● **Try it**:
Find the word "ExitReason" in the listing. Copy out each line where it occurs.

★ ★ ★ ★ ★ ★ ★

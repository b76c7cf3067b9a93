use atelier_common::{Error, Result};
use base64::Engine;
use base64::engine::general_purpose::STANDARD as BASE64;
use ring::pbkdf2;
use ring::rand::{SecureRandom, SystemRandom};
use std::num::NonZeroU32;
use subtle::ConstantTimeEq;

const PBKDF2_ITERATIONS: u32 = 600_000;
const SALT_LEN: usize = 16;
const KEY_LEN: usize = 32; // 256 bits
const SCHEME: &str = "pbkdf2-sha256";

/// Hash a plaintext password into a self-describing encoded string:
/// `pbkdf2-sha256$<iterations>$<salt b64>$<derived b64>`.
///
/// The iteration count is part of the encoding, so stored hashes keep
/// verifying after the default changes.
pub fn hash(plaintext: &str) -> Result<String> {
    let rng = SystemRandom::new();
    let mut salt = [0u8; SALT_LEN];
    rng.fill(&mut salt)
        .map_err(|_| Error::Auth("failed to generate password salt".into()))?;

    let derived = derive(plaintext, &salt, PBKDF2_ITERATIONS);
    Ok(format!(
        "{SCHEME}${PBKDF2_ITERATIONS}${}${}",
        BASE64.encode(salt),
        BASE64.encode(derived)
    ))
}

/// Verify a plaintext password against an encoded hash. Malformed
/// encodings verify as `false` rather than erroring.
pub fn verify(plaintext: &str, encoded: &str) -> bool {
    let mut parts = encoded.split('$');
    let (Some(scheme), Some(iterations), Some(salt), Some(expected), None) = (
        parts.next(),
        parts.next(),
        parts.next(),
        parts.next(),
        parts.next(),
    ) else {
        return false;
    };

    if scheme != SCHEME {
        return false;
    }
    let Ok(iterations) = iterations.parse::<u32>() else {
        return false;
    };
    if iterations == 0 {
        return false;
    }
    let (Ok(salt), Ok(expected)) = (BASE64.decode(salt), BASE64.decode(expected)) else {
        return false;
    };

    let derived = derive(plaintext, &salt, iterations);
    derived.as_slice().ct_eq(expected.as_slice()).into()
}

fn derive(plaintext: &str, salt: &[u8], iterations: u32) -> Vec<u8> {
    let iterations = NonZeroU32::new(iterations).expect("iterations > 0");
    let mut out = vec![0u8; KEY_LEN];
    pbkdf2::derive(
        pbkdf2::PBKDF2_HMAC_SHA256,
        iterations,
        salt,
        plaintext.as_bytes(),
        &mut out,
    );
    out
}

#[cfg(test)]
mod tests {
    use super::{hash, verify};

    #[test]
    fn hash_verify_round_trip() {
        let encoded = hash("correct horse battery staple").expect("hash should succeed");

        assert_ne!(encoded, "correct horse battery staple");
        assert!(encoded.starts_with("pbkdf2-sha256$"));
        assert!(verify("correct horse battery staple", &encoded));
    }

    #[test]
    fn wrong_password_fails() {
        let encoded = hash("password-one").expect("hash should succeed");
        assert!(!verify("password-two", &encoded));
    }

    #[test]
    fn same_password_hashes_differently() {
        let first = hash("repeat-me").expect("first hash should succeed");
        let second = hash("repeat-me").expect("second hash should succeed");
        assert_ne!(first, second); // fresh salt each time
    }

    #[test]
    fn malformed_encodings_verify_false() {
        assert!(!verify("anything", ""));
        assert!(!verify("anything", "plaintext"));
        assert!(!verify("anything", "pbkdf2-sha256$notanumber$AA==$AA=="));
        assert!(!verify("anything", "md5$1000$AA==$AA=="));
        assert!(!verify("anything", "pbkdf2-sha256$0$AA==$AA=="));
    }
}
use std::sync::Arc;

use atelier_common::Result;
use atelier_config::AppConfig;
use atelier_db::Database;
use tokio::net::TcpListener;
use tracing::info;

use crate::router::build_router;
use crate::state::AppState;

/// The main API server. The database pool is constructed by the host
/// process and injected here; the server shuts the pool down on exit.
pub struct GatewayServer {
    config: AppConfig,
    db: Database,
}

impl GatewayServer {
    pub fn new(config: AppConfig, db: Database) -> Self {
        Self { config, db }
    }

    pub async fn run(self) -> Result<()> {
        let addr = format!("{}:{}", self.config.server.host, self.config.server.port);

        let db = self.db.clone();
        let state = Arc::new(AppState::new(self.config, self.db)?);
        let app = build_router(state);

        let listener = TcpListener::bind(&addr).await?;
        info!("atelier gateway listening on {}", addr);

        axum::serve(listener, app)
            .with_graceful_shutdown(async {
                let _ = tokio::signal::ctrl_c().await;
                info!("shutdown signal received");
            })
            .await
            .map_err(|e| atelier_common::Error::Gateway(format!("server error: {e}")))?;

        db.shutdown();
        Ok(())
    }
}
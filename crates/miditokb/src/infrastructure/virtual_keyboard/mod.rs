//! Virtual keyboard implementations.
//!
//! The `uinput` implementation is only compiled on Linux.

pub mod mock;

#[cfg(target_os = "linux")]
pub mod uinput;
//! MIDI byte-stream handling: transport filtering, trigger matching, and the
//! diagnostic running-status classifier.
//!
//! # MIDI bytes in one paragraph (for beginners)
//!
//! A MIDI stream is a sequence of bytes.  Bytes `>= 0x80` are *status* bytes
//! that start a message (`0x90` = "note on, channel 1").  Bytes `< 0x80` are
//! *data* bytes belonging to the most recent status byte.  A note-on carries
//! two data bytes: the note number and the velocity.  Senders may omit a
//! repeated status byte ("running status"), so a long run of notes can arrive
//! as bare `note, velocity, note, velocity, …` pairs.  Finally, single-byte
//! real-time messages such as the clock tick (`0xF8`) and active sensing
//! (`0xFE`) may appear anywhere, even between the data bytes of another
//! message.

pub mod filter;
pub mod matcher;
pub mod status;

pub use filter::{TransportFilter, MIDI_ACTIVE_SENSING, MIDI_CLOCK};
pub use matcher::{match_triggers, TriggerMatch};
pub use status::{ByteClass, StatusClassifier};
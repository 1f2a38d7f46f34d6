//! Domain entities for miditokb.
//!
//! This module contains pure rules with no infrastructure dependencies beyond
//! reading a text file.
//!
//! # What is "domain" here? (for beginners)
//!
//! The domain is the part of the program that would stay the same if the MIDI
//! port were replaced by a network socket and the virtual keyboard by a log
//! file.  For miditokb that is the *mapping*: which MIDI value means which key
//! combination.  Everything else (where the bytes come from, where the key
//! events go) lives in the application crate's infrastructure layer.

/// Trigger → action mapping table and the keymap file parser.
///
/// See [`mapping::MappingTable`] for the main type.
pub mod mapping;
//! Storage infrastructure: configuration file loading.
//!
//! The `config` sub-module reads the optional TOML configuration file and
//! supplies defaults when it does not exist.  The keymap file itself is parsed
//! by `miditokb_core::MappingTable::load_file`.

pub mod config;
//! Criterion benchmarks for the per-batch hot path.
//!
//! Every read from the MIDI port runs the transport filter, the lookahead
//! matcher and, for each match, the chord parser.  These benchmarks cover
//! each step plus a full 256-byte batch (the largest single read).
//!
//! Run with:
//! ```bash
//! cargo bench --package miditokb-core --bench dispatch_bench
//! ```

use criterion::{black_box, criterion_group, criterion_main, BenchmarkId, Criterion};
use miditokb_core::{
    keymap::resolve_key_name, match_triggers, parse_action, MappingTable, TransportFilter,
};

/// A keymap covering one octave of pads.
fn bench_table() -> MappingTable {
    let mut table = MappingTable::new();
    for (i, action) in [
        "CTRL+C", "CTRL+V", "CTRL+X", "CTRL+Z", "CTRL+SHIFT+Z", "ALT+TAB", "ESC", "RETURN",
        "PG_UP", "PG_DOWN", "HOME", "F5",
    ]
    .iter()
    .enumerate()
    {
        table.insert(0x3C + i as u8, *action);
    }
    table
}

/// A full-size batch: running-status note pairs interleaved with clock ticks.
fn bench_batch() -> Vec<u8> {
    let mut batch = vec![0x90];
    while batch.len() < 256 {
        let note = 0x3C + (batch.len() % 24) as u8;
        batch.extend_from_slice(&[note, 0x40, 0xF8]);
    }
    batch.truncate(256);
    batch
}

// ── Benchmarks: key name resolution ───────────────────────────────────────────

fn bench_resolve_key_name(c: &mut Criterion) {
    let mut group = c.benchmark_group("keymap_resolve");

    // Linear scan: early entry vs. the last entry in the table
    for name in ["ESC", "F12", "NOPE"] {
        group.bench_with_input(BenchmarkId::new("resolve_key_name", name), &name, |b, &n| {
            b.iter(|| resolve_key_name(black_box(n)))
        });
    }

    group.bench_function("parse_action_ctrl_alt_del", |b| {
        b.iter(|| parse_action(black_box("CTRL+ALT+DEL")))
    });

    group.finish();
}

// ── Benchmarks: filter and matcher ────────────────────────────────────────────

fn bench_batch_processing(c: &mut Criterion) {
    let mut group = c.benchmark_group("batch");
    let table = bench_table();
    let raw = bench_batch();
    let filter = TransportFilter::default();

    group.bench_function("filter_256", |b| {
        b.iter(|| {
            let mut batch = raw.clone();
            filter.apply(black_box(&mut batch));
            batch
        })
    });

    group.bench_function("filter_match_parse_256", |b| {
        b.iter(|| {
            let mut batch = raw.clone();
            filter.apply(&mut batch);
            match_triggers(black_box(&table), &batch)
                .into_iter()
                .map(|m| parse_action(m.action))
                .count()
        })
    });

    group.finish();
}

criterion_group!(benches, bench_resolve_key_name, bench_batch_processing);
criterion_main!(benches);
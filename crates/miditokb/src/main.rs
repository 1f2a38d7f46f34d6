//! miditokb entry point.
//!
//! Wires together the keymap, the raw MIDI port, the `uinput` virtual
//! keyboard and the event loop, then runs the loop on a single-threaded
//! Tokio runtime.
//!
//! # Architecture
//!
//! ```text
//! main()
//!  └─ Cli::parse() + load_config()   -- CLI values override config.toml
//!  └─ MappingTable::load_file()      -- unreadable keymap → empty table
//!  └─ RawMidiInput::open()           -- hw:1,0 → /dev/snd/midiC1D0
//!  └─ UinputKeyboard::create()       -- input is closed if this fails
//!  └─ EventLoop::run()
//!       ├─ bytes      → Translator → KeyEmitter → uinput
//!       ├─ idle timer → stop
//!       └─ Ctrl+C / SIGTERM → ShutdownSignal → stop
//! ```
//!
//! # Exit status
//!
//! `0` when the session ends on Ctrl+C / SIGTERM or the idle timeout;
//! non-zero for startup failures and when the MIDI input fails or
//! disappears mid-session.

use std::io::IsTerminal;
use std::path::PathBuf;
use std::time::Duration;

use anyhow::{bail, Context};
use clap::Parser;
use tracing::{error, info, warn};
use tracing_subscriber::EnvFilter;

use miditokb::application::event_loop::{ExitReason, SessionSummary, ShutdownSignal};
use miditokb::infrastructure::midi_port::{list_ports, resolve_port_path};
use miditokb::infrastructure::storage::config::{
    idle_timeout_from_secs, load_config, load_config_from, AppConfig,
};
use miditokb_core::{MappingTable, TransportFilter};

// ── CLI argument definitions ──────────────────────────────────────────────────

/// Turn a MIDI controller into a macro keyboard.
///
/// Every note in the keymap file types a key combination on a virtual
/// keyboard when the note is played with a non-zero velocity.
#[derive(Debug, Parser)]
#[command(name = "miditokb", version)]
struct Cli {
    /// Keymap file: one `<note>,<KEY+KEY...>` rule per line.
    #[arg(short = 'k', long, env = "MIDITOKB_KEYMAP")]
    keymap: Option<PathBuf>,

    /// MIDI input port, `hw:<card>,<device>[,<sub>]` or a device path.
    #[arg(short = 'p', long, env = "MIDITOKB_PORT")]
    port: Option<String>,

    /// Stop after this many seconds without MIDI input (0 disables).
    #[arg(short = 't', long, value_name = "SECONDS", env = "MIDITOKB_TIMEOUT")]
    timeout: Option<f64>,

    /// Keep active-sensing (0xFE) bytes instead of filtering them out.
    #[arg(short = 'a', long)]
    active_sensing: bool,

    /// Keep clock (0xF8) bytes instead of filtering them out.
    #[arg(short = 'c', long)]
    clock: bool,

    /// List the raw MIDI ports and exit.
    #[arg(short = 'l', long, short_alias = 'L', alias = "list-rawmidis")]
    list_devices: bool,

    /// Config file (default: $XDG_CONFIG_HOME/miditokb/config.toml).
    #[arg(long, value_name = "FILE", env = "MIDITOKB_CONFIG")]
    config: Option<PathBuf>,
}

/// Fully resolved settings for one session.
#[derive(Debug)]
struct Settings {
    port: String,
    keymap: PathBuf,
    filter: TransportFilter,
    idle_timeout: Option<Duration>,
}

impl Cli {
    /// Loads the config file this invocation points at.
    fn load_config(&self) -> anyhow::Result<AppConfig> {
        let config = match &self.config {
            Some(path) => load_config_from(path, true)
                .with_context(|| format!("loading config {}", path.display()))?,
            None => load_config().context("loading config")?,
        };
        Ok(config)
    }

    /// Applies the command-line values on top of `config`.
    fn merge_into(&self, mut config: AppConfig) -> AppConfig {
        if let Some(port) = &self.port {
            config.input.port = Some(port.clone());
        }
        if let Some(keymap) = &self.keymap {
            config.keymap.path = Some(keymap.clone());
        }
        if let Some(timeout) = self.timeout {
            config.input.idle_timeout_secs = timeout;
        }
        config.input.include_clock |= self.clock;
        config.input.include_active_sensing |= self.active_sensing;
        config
    }
}

impl Settings {
    /// Validates the merged configuration.
    fn from_config(config: &AppConfig) -> anyhow::Result<Self> {
        let Some(port) = config.input.port.clone() else {
            bail!("no MIDI port given (use -p/--port or [input] port in the config file)");
        };
        let Some(keymap) = config.keymap.path.clone() else {
            bail!("no keymap file given (use -k/--keymap or [keymap] path in the config file)");
        };
        let idle_timeout = idle_timeout_from_secs(config.input.idle_timeout_secs)?;

        Ok(Self {
            port,
            keymap,
            filter: config.input.transport_filter(),
            idle_timeout,
        })
    }
}

// ── Entry point ───────────────────────────────────────────────────────────────

#[tokio::main(flavor = "current_thread")]
async fn main() -> anyhow::Result<()> {
    let cli = Cli::parse();
    let config = cli.merge_into(cli.load_config()?);

    // RUST_LOG wins over the configured level.
    tracing_subscriber::fmt()
        .with_env_filter(
            EnvFilter::try_from_default_env()
                .unwrap_or_else(|_| EnvFilter::new(&config.logging.level)),
        )
        .init();

    if cli.list_devices {
        return print_ports();
    }

    let settings = Settings::from_config(&config)?;
    info!(
        "miditokb starting: port={}, keymap={}, idle timeout={:?}",
        settings.port,
        settings.keymap.display(),
        settings.idle_timeout
    );

    let table = match MappingTable::load_file(&settings.keymap) {
        Ok(table) => table,
        Err(e) => {
            error!("{e}; continuing with an empty keymap");
            MappingTable::new()
        }
    };
    if table.is_empty() {
        warn!("keymap has no entries; MIDI input will not type anything");
    } else {
        info!("loaded {} keymap entries", table.len());
    }

    let shutdown = ShutdownSignal::new();
    spawn_signal_handlers(shutdown.clone());

    let summary = run_session(&settings, table, shutdown).await?;

    if std::io::stdout().is_terminal() {
        println!("{} bytes read", summary.bytes_processed);
    }
    info!(
        "miditokb stopped: {} batches ({} raw bytes), {} actions, {} failed",
        summary.batches, summary.bytes_received, summary.actions_dispatched, summary.actions_failed
    );

    match summary.exit {
        ExitReason::Shutdown | ExitReason::IdleTimeout => Ok(()),
        ExitReason::InputClosed => bail!("MIDI input {} closed", settings.port),
        ExitReason::InputError(e) => {
            Err(anyhow::Error::new(e).context(format!("reading MIDI input {}", settings.port)))
        }
    }
}

/// Opens the port and the virtual keyboard, then runs the event loop.
#[cfg(target_os = "linux")]
async fn run_session(
    settings: &Settings,
    table: MappingTable,
    shutdown: ShutdownSignal,
) -> anyhow::Result<SessionSummary> {
    use miditokb::application::event_loop::EventLoop;
    use miditokb::application::translate::Translator;
    use miditokb::infrastructure::midi_port::rawmidi::RawMidiInput;
    use miditokb::infrastructure::virtual_keyboard::uinput::UinputKeyboard;

    let path = resolve_port_path(&settings.port)?;
    let input = RawMidiInput::open(&path)?;
    // `input` is dropped (closed) if this fails.
    let keyboard = UinputKeyboard::create()?;

    let translator = Translator::new(table, settings.filter, keyboard);
    let event_loop = EventLoop::new(input, translator, settings.idle_timeout, shutdown);
    Ok(event_loop.run().await)
}

#[cfg(not(target_os = "linux"))]
async fn run_session(
    settings: &Settings,
    _table: MappingTable,
    _shutdown: ShutdownSignal,
) -> anyhow::Result<SessionSummary> {
    resolve_port_path(&settings.port)?;
    bail!("miditokb requires Linux (ALSA raw MIDI and uinput)")
}

fn print_ports() -> anyhow::Result<()> {
    let ports = list_ports()?;
    if ports.is_empty() {
        println!("no raw MIDI ports found");
    }
    for port in ports {
        println!("{port}");
    }
    Ok(())
}

/// Triggers `shutdown` on Ctrl+C, and on SIGTERM where available.
fn spawn_signal_handlers(shutdown: ShutdownSignal) {
    let on_ctrl_c = shutdown.clone();
    tokio::spawn(async move {
        match tokio::signal::ctrl_c().await {
            Ok(()) => {
                info!("received Ctrl+C");
                on_ctrl_c.trigger();
            }
            Err(e) => error!("failed to listen for Ctrl+C: {e}"),
        }
    });

    #[cfg(unix)]
    tokio::spawn(async move {
        use tokio::signal::unix::{signal, SignalKind};
        match signal(SignalKind::terminate()) {
            Ok(mut term) => {
                if term.recv().await.is_some() {
                    info!("received SIGTERM");
                    shutdown.trigger();
                }
            }
            Err(e) => error!("failed to listen for SIGTERM: {e}"),
        }
    });
}

// ── Tests ─────────────────────────────────────────────────────────────────────
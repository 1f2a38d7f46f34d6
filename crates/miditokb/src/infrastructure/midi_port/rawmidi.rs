//! Non-blocking reader for a raw MIDI device node.
//!
//! The device is opened with `O_NONBLOCK` and registered with the tokio
//! reactor through [`AsyncFd`].  The event loop then awaits it like any other
//! [`AsyncRead`], which is what lets a single `select!` wait on the port, the
//! idle timer, and the shutdown signal at the same time.
//!
//! A read that would block clears the readiness flag and waits again; it is
//! never surfaced to the caller.  When the controller is unplugged the kernel
//! reports the node readable and the next read fails, which ends the session.

use std::fs::{File, OpenOptions};
use std::io::{self, Read};
use std::os::unix::fs::OpenOptionsExt;
use std::path::{Path, PathBuf};
use std::pin::Pin;
use std::task::{ready, Context, Poll};

use tokio::io::unix::AsyncFd;
use tokio::io::{AsyncRead, Interest, ReadBuf};
use tracing::{debug, info};

use super::PortError;

/// An open raw MIDI input port.
///
/// The file descriptor is closed when the value is dropped.
#[derive(Debug)]
pub struct RawMidiInput {
    inner: AsyncFd<File>,
    path: PathBuf,
}

impl RawMidiInput {
    /// Opens `path` read-only and non-blocking.
    ///
    /// Must be called from within a tokio runtime.
    ///
    /// # Errors
    ///
    /// Returns [`PortError::Open`] if the node cannot be opened and
    /// [`PortError::Register`] if it cannot be watched for readiness.
    pub fn open(path: &Path) -> Result<Self, PortError> {
        let file = OpenOptions::new()
            .read(true)
            .custom_flags(libc::O_NONBLOCK)
            .open(path)
            .map_err(|source| PortError::Open {
                path: path.to_path_buf(),
                source,
            })?;

        let inner =
            AsyncFd::with_interest(file, Interest::READABLE).map_err(|source| {
                PortError::Register {
                    path: path.to_path_buf(),
                    source,
                }
            })?;

        info!("opened MIDI input {}", path.display());
        Ok(Self {
            inner,
            path: path.to_path_buf(),
        })
    }

    /// Device node this port was opened from.
    pub fn path(&self) -> &Path {
        &self.path
    }
}

impl AsyncRead for RawMidiInput {
    fn poll_read(
        self: Pin<&mut Self>,
        cx: &mut Context<'_>,
        buf: &mut ReadBuf<'_>,
    ) -> Poll<io::Result<()>> {
        loop {
            let mut guard = ready!(self.inner.poll_read_ready(cx))?;

            let unfilled = buf.initialize_unfilled();
            match guard.try_io(|inner| {
                let mut file: &File = inner.get_ref();
                file.read(unfilled)
            }) {
                Ok(Ok(len)) => {
                    buf.advance(len);
                    return Poll::Ready(Ok(()));
                }
                Ok(Err(err)) => return Poll::Ready(Err(err)),
                Err(_would_block) => continue,
            }
        }
    }
}

impl Drop for RawMidiInput {
    fn drop(&mut self) {
        debug!("closing MIDI input {}", self.path.display());
    }
}
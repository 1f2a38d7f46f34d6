//! Linux input-event key codes and the key name table used by keymap actions.
//!
//! Values are the `KEY_*` constants from `linux/input-event-codes.h`.
//! Reference: https://github.com/torvalds/linux/blob/master/include/uapi/linux/input-event-codes.h
//!
//! # What is a Linux key code? (for beginners)
//!
//! The Linux input subsystem identifies every key by a small integer that
//! describes the *physical* key position on a US keyboard, not the character
//! it produces.  For example:
//!
//! | Constant       | Value | Key              |
//! |----------------|-------|------------------|
//! | `KEY_ESC`      | 1     | Escape           |
//! | `KEY_A`        | 30    | the A key        |
//! | `KEY_LEFTCTRL` | 29    | left Control     |
//! | `KEY_SPACE`    | 57    | space bar        |
//!
//! A virtual keyboard created through `/dev/uinput` reports these codes, and
//! the desktop's keyboard layout turns them into characters exactly as it
//! would for a physical keyboard.
//!
//! # Name aliasing
//!
//! [`KEY_NAME_TABLE`] may list the same code under several names: `" "` and
//! `"SPACE"` both mean the space bar, `"RETURN"` and `"ENTER"` both mean Enter,
//! and every letter is available in upper and lower case.  Lookups scan the
//! table in order and stop at the first exact name match.

/// A Linux input-event key code (`KEY_*`).
///
/// Only the keys that can appear in a keymap action are listed.  The numeric
/// value of each variant is its code in `linux/input-event-codes.h`.
#[derive(Debug, Clone, Copy, PartialEq, Eq, Hash, PartialOrd, Ord)]
#[repr(u16)]
pub enum KeyCode {
    Esc = 1,
    Digit1 = 2,
    Digit2 = 3,
    Digit3 = 4,
    Digit4 = 5,
    Digit5 = 6,
    Digit6 = 7,
    Digit7 = 8,
    Digit8 = 9,
    Digit9 = 10,
    Digit0 = 11,
    Minus = 12,
    Equal = 13,
    Backspace = 14,
    Tab = 15,
    Q = 16,
    W = 17,
    E = 18,
    R = 19,
    T = 20,
    Y = 21,
    U = 22,
    I = 23,
    O = 24,
    P = 25,
    Enter = 28,
    LeftCtrl = 29,
    A = 30,
    S = 31,
    D = 32,
    F = 33,
    G = 34,
    H = 35,
    J = 36,
    K = 37,
    L = 38,
    LeftShift = 42,
    Z = 44,
    X = 45,
    C = 46,
    V = 47,
    B = 48,
    N = 49,
    M = 50,
    LeftAlt = 56,
    Space = 57,
    F1 = 59,
    F2 = 60,
    F3 = 61,
    F4 = 62,
    F5 = 63,
    F6 = 64,
    F7 = 65,
    F8 = 66,
    F9 = 67,
    F10 = 68,
    F11 = 87,
    F12 = 88,
    Home = 102,
    Up = 103,
    PageUp = 104,
    Left = 105,
    Right = 106,
    End = 107,
    Down = 108,
    PageDown = 109,
    Insert = 110,
    Delete = 111,
}

impl KeyCode {
    /// Returns the raw `KEY_*` value written into `input_event.code`.
    pub fn code(self) -> u16 {
        self as u16
    }
}

/// Every key name an action may use, in lookup order.
///
/// The table is append-only by convention: aliases for an existing code go
/// *after* its canonical name so `first match wins` keeps resolving the
/// canonical entry first.
pub const KEY_NAME_TABLE: &[(&str, KeyCode)] = &[
    // Control keys
    ("ESC", KeyCode::Esc),
    ("ALT", KeyCode::LeftAlt),
    ("CTRL", KeyCode::LeftCtrl),
    ("BACKSPACE", KeyCode::Backspace),
    ("SHIFT", KeyCode::LeftShift),
    (" ", KeyCode::Space),
    ("SPACE", KeyCode::Space),
    ("RETURN", KeyCode::Enter),
    ("ENTER", KeyCode::Enter),
    ("TAB", KeyCode::Tab),
    ("DEL", KeyCode::Delete),
    ("INSERT", KeyCode::Insert),
    ("HOME", KeyCode::Home),
    ("END", KeyCode::End),
    ("PG_UP", KeyCode::PageUp),
    ("PG_DOWN", KeyCode::PageDown),
    ("MINUS", KeyCode::Minus),
    ("EQUAL", KeyCode::Equal),
    // Arrow keys
    ("UP", KeyCode::Up),
    ("DOWN", KeyCode::Down),
    ("LEFT", KeyCode::Left),
    ("RIGHT", KeyCode::Right),
    // Letters
    ("A", KeyCode::A),
    ("B", KeyCode::B),
    ("C", KeyCode::C),
    ("D", KeyCode::D),
    ("E", KeyCode::E),
    ("F", KeyCode::F),
    ("G", KeyCode::G),
    ("H", KeyCode::H),
    ("I", KeyCode::I),
    ("J", KeyCode::J),
    ("K", KeyCode::K),
    ("L", KeyCode::L),
    ("M", KeyCode::M),
    ("N", KeyCode::N),
    ("O", KeyCode::O),
    ("P", KeyCode::P),
    ("Q", KeyCode::Q),
    ("R", KeyCode::R),
    ("S", KeyCode::S),
    ("T", KeyCode::T),
    ("U", KeyCode::U),
    ("V", KeyCode::V),
    ("W", KeyCode::W),
    ("X", KeyCode::X),
    ("Y", KeyCode::Y),
    ("Z", KeyCode::Z),
    // Lowercase letter aliases (older keymaps spell letters in lower case)
    ("a", KeyCode::A),
    ("b", KeyCode::B),
    ("c", KeyCode::C),
    ("d", KeyCode::D),
    ("e", KeyCode::E),
    ("f", KeyCode::F),
    ("g", KeyCode::G),
    ("h", KeyCode::H),
    ("i", KeyCode::I),
    ("j", KeyCode::J),
    ("k", KeyCode::K),
    ("l", KeyCode::L),
    ("m", KeyCode::M),
    ("n", KeyCode::N),
    ("o", KeyCode::O),
    ("p", KeyCode::P),
    ("q", KeyCode::Q),
    ("r", KeyCode::R),
    ("s", KeyCode::S),
    ("t", KeyCode::T),
    ("u", KeyCode::U),
    ("v", KeyCode::V),
    ("w", KeyCode::W),
    ("x", KeyCode::X),
    ("y", KeyCode::Y),
    ("z", KeyCode::Z),
    // Digits (top row)
    ("1", KeyCode::Digit1),
    ("2", KeyCode::Digit2),
    ("3", KeyCode::Digit3),
    ("4", KeyCode::Digit4),
    ("5", KeyCode::Digit5),
    ("6", KeyCode::Digit6),
    ("7", KeyCode::Digit7),
    ("8", KeyCode::Digit8),
    ("9", KeyCode::Digit9),
    ("0", KeyCode::Digit0),
    // Function keys
    ("F1", KeyCode::F1),
    ("F2", KeyCode::F2),
    ("F3", KeyCode::F3),
    ("F4", KeyCode::F4),
    ("F5", KeyCode::F5),
    ("F6", KeyCode::F6),
    ("F7", KeyCode::F7),
    ("F8", KeyCode::F8),
    ("F9", KeyCode::F9),
    ("F10", KeyCode::F10),
    ("F11", KeyCode::F11),
    ("F12", KeyCode::F12),
];

/// Returns every distinct key code in [`KEY_NAME_TABLE`], sorted by code.
///
/// The virtual keyboard advertises exactly this set to the kernel, so any
/// chord the resolver can produce is accepted by the device.
pub fn supported_key_codes() -> Vec<KeyCode> {
    let mut codes: Vec<KeyCode> = KEY_NAME_TABLE.iter().map(|&(_, code)| code).collect();
    codes.sort_unstable();
    codes.dedup();
    codes
}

★ ★ ★ ★ ★ ★ ★

● **Answer to this problem**:
use miditokb::application::event_loop::{ExitReason, SessionSummary, ShutdownSignal};
        ExitReason::Shutdown | ExitReason::IdleTimeout => Ok(()),
        ExitReason::InputClosed => bail!("MIDI input {} closed", settings.port),
        ExitReason::InputError(e) => {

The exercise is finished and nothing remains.